The vote to deny Suffolk County Police Det. Salvatore Gigante a promotion to detective sergeant on the district attorney’s police squad ended Tuesday after months of contention. Gigante was denied the prize. 

Gigante is the nephew of Chief of Detectives Gerard Gigante, and Suffolk County Legislature Presiding Officer DuWayne Gregory and others had accused the department of handling the promotion improperly. They argued that Salvatore Gigante was the least qualified candidate for the job and that better ones, including minority candidates, were brushed aside after little consideration.

Gigante’s promotion, which police union leaders, Police Commissioner Geraldine Hart and County Executive Steve Bellone supported, garnered nine votes, with seven opposed and two abstentions. But it needed 10 votes, a majority of the full body, to take effect.

Because the issue was such a political hand grenade, and because it involved policing, race, politics and personal relationships, it scrambled some of the legislature’s normal alliances. 

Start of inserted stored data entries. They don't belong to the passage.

//! Reductions: primal results, adjoint hand-back, tie policy, vector mode.

mod common;

use adcomm::{ActiveReal, CommTape, OpRegistry};
use approx::assert_relative_eq;
use common::run_ranks;

#[test]
fn allreduce_sum_round_trips_the_adjoint() {
    run_ranks(3, |comm| {
        let mut tape = CommTape::new();
        let ops = OpRegistry::default();
        tape.start_recording();

        let send = [tape.register_input(comm.rank() as f64 + 1.0)];
        let mut recv = [ActiveReal::new(0.0)];
        comm.allreduce(&mut tape, &send, &mut recv, &ops.sum()).unwrap();
        tape.stop_recording();

        assert_relative_eq!(recv[0].value(), 6.0);
        comm.barrier().unwrap();

        tape.set_adjoint(recv[0].index(), 0, 1.0);
        tape.evaluate_reverse().unwrap();
        assert_relative_eq!(tape.adjoint(send[0].index(), 0), 1.0);
    });
}

#[test]
fn rooted_reduce_hands_the_root_seed_to_every_contributor() {
    run_ranks(4, |comm| {
        let mut tape = CommTape::new();
        let ops = OpRegistry::default();
        let root = 1;
        tape.start_recording();

        let send = [tape.register_input(comm.rank() as f64)];
        let mut recv = if comm.rank() == root {
            vec![ActiveReal::new(0.0)]
        } else {
            Vec::new()
        };
        comm.reduce(&mut tape, &send, &mut recv, &ops.sum(), root).unwrap();
        tape.stop_recording();

        if comm.rank() == root {
            assert_relative_eq!(recv[0].value(), 6.0);
            tape.set_adjoint(recv[0].index(), 0, 2.5);
        }
        comm.barrier().unwrap();

        tape.evaluate_reverse().unwrap();
        assert_relative_eq!(tape.adjoint(send[0].index(), 0), 2.5);
    });
}

#[test]
fn allreduce_max_gives_the_adjoint_to_the_single_winner() {
    run_ranks(3, |comm| {
        let mut tape = CommTape::new();
        let ops = OpRegistry::default();
        tape.start_recording();

        let send = [tape.register_input(comm.rank() as f64)];
        let mut recv = [ActiveReal::new(0.0)];
        comm.allreduce(&mut tape, &send, &mut recv, &ops.max()).unwrap();
        tape.stop_recording();

        assert_relative_eq!(recv[0].value(), 2.0);
        comm.barrier().unwrap();

        tape.set_adjoint(recv[0].index(), 0, 1.0);
        tape.evaluate_reverse().unwrap();
        let expected = if comm.rank() == 2 { 1.0 } else { 0.0 };
        assert_relative_eq!(tape.adjoint(send[0].index(), 0), expected);
    });
}

#[test]
fn max_tie_goes_to_the_lowest_rank_and_conserves_the_seed() {
    run_ranks(3, |comm| {
        let mut tape = CommTape::new();
        let ops = OpRegistry::default();
        tape.start_recording();

        // Ranks 0 and 2 tie at 7.0.
        let value = if comm.rank() == 1 { 3.0 } else { 7.0 };
        let send = [tape.register_input(value)];
        let mut recv = [ActiveReal::new(0.0)];
        comm.allreduce(&mut tape, &send, &mut recv, &ops.max()).unwrap();
        tape.stop_recording();

        assert_relative_eq!(recv[0].value(), 7.0);
        comm.barrier().unwrap();

        tape.set_adjoint(recv[0].index(), 0, 1.0);
        tape.evaluate_reverse().unwrap();
        let expected = if comm.rank() == 0 { 1.0 } else { 0.0 };
        assert_relative_eq!(tape.adjoint(send[0].index(), 0), expected);
    });
}

#[test]
fn two_rank_allreduce_max_splits_the_seed_zero_one() {
    run_ranks(2, |comm| {
        let mut tape = CommTape::new();
        let ops = OpRegistry::default();
        tape.start_recording();

        let value = if comm.rank() == 0 { 3.0 } else { 5.0 };
        let send = [tape.register_input(value)];
        let mut recv = [ActiveReal::new(0.0)];
        comm.allreduce(&mut tape, &send, &mut recv, &ops.max()).unwrap();
        tape.stop_recording();

        assert_relative_eq!(recv[0].value(), 5.0);
        comm.barrier().unwrap();

        tape.set_adjoint(recv[0].index(), 0, 1.0);
        tape.evaluate_reverse().unwrap();
        let expected = if comm.rank() == 1 { 1.0 } else { 0.0 };
        assert_relative_eq!(tape.adjoint(send[0].index(), 0), expected);
    });
}

#[test]
fn allreduce_prod_rescales_by_the_remaining_product() {
    run_ranks(3, |comm| {
        let mut tape = CommTape::new();
        let ops = OpRegistry::default();
        tape.start_recording();

        let value = comm.rank() as f64 + 2.0; // 2, 3, 4
        let send = [tape.register_input(value)];
        let mut recv = [ActiveReal::new(0.0)];
        comm.allreduce(&mut tape, &send, &mut recv, &ops.prod()).unwrap();
        tape.stop_recording();

        assert_relative_eq!(recv[0].value(), 24.0);
        comm.barrier().unwrap();

        tape.set_adjoint(recv[0].index(), 0, 1.0);
        tape.evaluate_reverse().unwrap();
        assert_relative_eq!(tape.adjoint(send[0].index(), 0), 24.0 / value);
    });
}

#[test]
fn rooted_reduce_max_picks_the_winner_across_ranks() {
    run_ranks(3, |comm| {
        let mut tape = CommTape::new();
        let ops = OpRegistry::default();
        tape.start_recording();

        let send = [tape.register_input(10.0 - comm.rank() as f64)];
        let mut recv = if comm.rank() == 0 {
            vec![ActiveReal::new(0.0)]
        } else {
            Vec::new()
        };
        comm.reduce(&mut tape, &send, &mut recv, &ops.max(), 0).unwrap();
        tape.stop_recording();

        if comm.rank() == 0 {
            assert_relative_eq!(recv[0].value(), 10.0);
            tape.set_adjoint(recv[0].index(), 0, 4.0);
        }
        comm.barrier().unwrap();

        tape.evaluate_reverse().unwrap();
        let expected = if comm.rank() == 0 { 4.0 } else { 0.0 };
        assert_relative_eq!(tape.adjoint(send[0].index(), 0), expected);
    });
}

#[test]
fn vector_mode_propagates_each_direction_independently() {
    run_ranks(2, |comm| {
        let mut tape = CommTape::with_vector_width(2);
        let ops = OpRegistry::default();
        tape.start_recording();

        let send = [tape.register_input(comm.rank() as f64)];
        let mut recv = [ActiveReal::new(0.0)];
        comm.allreduce(&mut tape, &send, &mut recv, &ops.sum()).unwrap();
        tape.stop_recording();
        comm.barrier().unwrap();

        tape.set_adjoint(recv[0].index(), 0, 1.0);
        tape.set_adjoint(recv[0].index(), 1, -3.0);
        tape.evaluate_reverse().unwrap();
        assert_relative_eq!(tape.adjoint(send[0].index(), 0), 1.0);
        assert_relative_eq!(tape.adjoint(send[0].index(), 1), -3.0);
    });
}

#[test]
fn primal_replay_tracks_updated_inputs() {
    run_ranks(2, |comm| {
        let mut tape = CommTape::new();
        let ops = OpRegistry::default();
        tape.start_recording();

        let send = [tape.register_input(1.0)];
        let mut recv = [ActiveReal::new(0.0)];
        comm.allreduce(&mut tape, &send, &mut recv, &ops.sum()).unwrap();
        tape.stop_recording();

        assert_relative_eq!(recv[0].value(), 2.0);
        comm.barrier().unwrap();

        tape.set_primal(send[0].index(), 10.0);
        tape.evaluate_primal().unwrap();
        assert_relative_eq!(tape.primal(recv[0].index()), 20.0);
    });
}

#[test]
fn forward_mode_leaves_reduction_tangents_untouched() {
    run_ranks(2, |comm| {
        let mut tape = CommTape::new();
        let ops = OpRegistry::default();
        tape.start_recording();

        let send = [tape.register_input(1.0)];
        let mut recv = [ActiveReal::new(0.0)];
        comm.allreduce(&mut tape, &send, &mut recv, &ops.sum()).unwrap();
        tape.stop_recording();
        comm.barrier().unwrap();

        tape.set_tangent(send[0].index(), 0, 1.0);
        tape.evaluate_forward().unwrap();
        // Tangent propagation through reductions is a documented gap.
        assert_relative_eq!(tape.tangent(recv[0].index(), 0), 0.0);
    });
}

Gregory is a Democrat who sometimes supports Bellone but is closer to Bellone’s former friend and off-and-on archnemesis, county Democratic leader Rich Schaffer. Schaffer also is close to the police unions and strongly supported Gigante’s promotion.

But Gregory’s support on this issue came from the Republicans, with former Suffolk police officer Robert Trotta, who has been furious about Gigante’s promotion from the start, leading the charge. Republicans Steven Flotteron, Tom Cilmi and Tom Muratore also voted “no,” while Republicans Leslie Kennedy and Rudy Sunderman abstained, which had the same effect as “no” votes. 

The only Republican to support Gigante was Kevin McCaffrey, while Democrats Kara Hahn and Al Krupski sided with Gregory and the opposition.

Gregory said some of the unusual alliances involved legislators who had personal relationships with one Gigante or the other.

Earlier this month, the county, at the behest of the U.S. Department of Justice, adopted written policies meant to bring more transparency and fairness to the process of transferring officers to special commands, such as the DA squad. Such openings will now be posted at the beginning of each year along with a list of minimum requirements. Applicants’ commanding officers will have to review candidates to determine whether they meet the requirements before those candidates are considered, and a panel will then interview all qualified candidates. 

According to a whistleblower report compiled for the legislature, Salvatore Gigante had the fewest qualifications of the five applicants given serious consideration. Gigante has four months of experience as a sergeant, two years as a detective and 12 years on the force. The four others who applied had served one to seven years as detective sergeants, two to eight years as supervisors and 16 to 24 years with the department.